Why was the Justice Department so determined to use a massive show of force?

Then-Sen. Bob Smith (R-NH) said it was about Clinton's legacy—that Clinton wanted to establish diplomatic relations with Cuba and that Elian's life in the U.S. as a free person stood in the way. But Clinton's dream of establishing relations with Castro never came true.

A.M. Rosenthal, former editor of the New York Times, declared the "shocking abduction of the boy" to be "so unconstitutional and cruel that [it keeps] the hope alive that this time the courts and Congress will not allow the White House to get away with it."

But the Clinton White House did.

In the 60 Minutes segment, reporter Bob Simon asked Elian how he felt about his Florida relatives. Elian said, "They were telling me bad things about [my father]…they were also telling me to tell [my father] that I did not want to go back to Cuba… and I always told them I wanted to." The family denied that Elian ever said that. Elian also said that he wanted to see his Florida family again, but that the way they had handled the situation "was wrong."

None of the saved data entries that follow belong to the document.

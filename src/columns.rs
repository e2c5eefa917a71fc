//! Flat-to-curved column mapping
//!
//! Each flat detector column maps to a real-valued position on the curved
//! detector's column axis. A [`ColumnTap`] is that position resolved into
//! the samples it reads: the left edge, the right edge, or a pair of
//! neighbours blended with a linear weight.

use serde::{Deserialize, Serialize};

/// How one flat column is sampled from a curved row
#[derive(Debug, Clone, Copy, PartialEq)]
pub enum ColumnTap {
    /// Before the first detector: clamp to the leftmost sample
    Left,
    /// At or after the last detector: clamp to the rightmost sample
    Right,
    /// Blend `row[index]` and `row[index + 1]`, `weight` in `[0, 1)`
    Lerp { index: usize, weight: f64 },
}

impl ColumnTap {
    /// Resolve a curved-axis position against a detector of `curved_columns`
    /// columns. `curved_columns` must be non-zero.
    ///
    /// Float-to-int casts saturate, so positions beyond the `i64` range
    /// (including infinities) fall into the clamp branches. NaN floors to 0:
    /// it yields a NaN weight, or the right clamp on a single-column detector.
    #[inline]
    pub fn resolve(position: f64, curved_columns: usize) -> Self {
        let idx = position.floor() as i64;
        let last = curved_columns as i64 - 1;

        if idx < 0 {
            ColumnTap::Left
        } else if idx >= last {
            ColumnTap::Right
        } else {
            ColumnTap::Lerp {
                index: idx as usize,
                weight: position - idx as f64,
            }
        }
    }

    /// Sample a curved row. Accumulates in `f64` and narrows once.
    #[inline]
    pub fn sample(self, row: &[f32]) -> f32 {
        match self {
            ColumnTap::Left => row[0],
            ColumnTap::Right => row[row.len() - 1],
            ColumnTap::Lerp { index, weight } => {
                let v0 = row[index] as f64;
                let v1 = row[index + 1] as f64;
                ((1.0 - weight) * v0 + weight * v1) as f32
            }
        }
    }
}

/// How many flat columns fall into each sampling branch
#[derive(Debug, Clone, Copy, Default, PartialEq, Eq, Serialize, Deserialize)]
pub struct ColumnStats {
    pub clamped_left: usize,
    pub clamped_right: usize,
    pub interpolated: usize,
}

impl ColumnStats {
    /// Classify a position table. This is a separate pass over the table;
    /// the kernel never computes it.
    pub fn from_positions(positions: &[f64], curved_columns: usize) -> Self {
        let mut stats = Self::default();
        for &position in positions {
            match ColumnTap::resolve(position, curved_columns) {
                ColumnTap::Left => stats.clamped_left += 1,
                ColumnTap::Right => stats.clamped_right += 1,
                ColumnTap::Lerp { .. } => stats.interpolated += 1,
            }
        }
        stats
    }

    pub fn total(&self) -> usize {
        self.clamped_left + self.clamped_right + self.interpolated
    }
}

The low point of the segment was when they showed Castro honoring Elian, and Bob Simon said, "That's quite something for the president of a country to say he's proud to have a kid as a friend." Elian responded, "Not only [do I think of Castro] as a friend, but also as a father."

It's obvious that Elian had been rehearsed, brainwashed or pressured in some other way to make these kinds of statements that provide a propaganda victory for Castro, who has executed thousands, and who demonstrated absolute loyalty and served as a base of operations in this hemisphere for the Soviet Union.

CBS, to its shame, certainly knew what it was doing in providing this opportunity for Castro. We won't know what Elian, or his father, was really thinking, then or now, until they are free from the hold of Castro's brutal regime. Exploiting this poor boy, who was denied the opportunity to grow up in freedom, was a low point for 60 Minutes.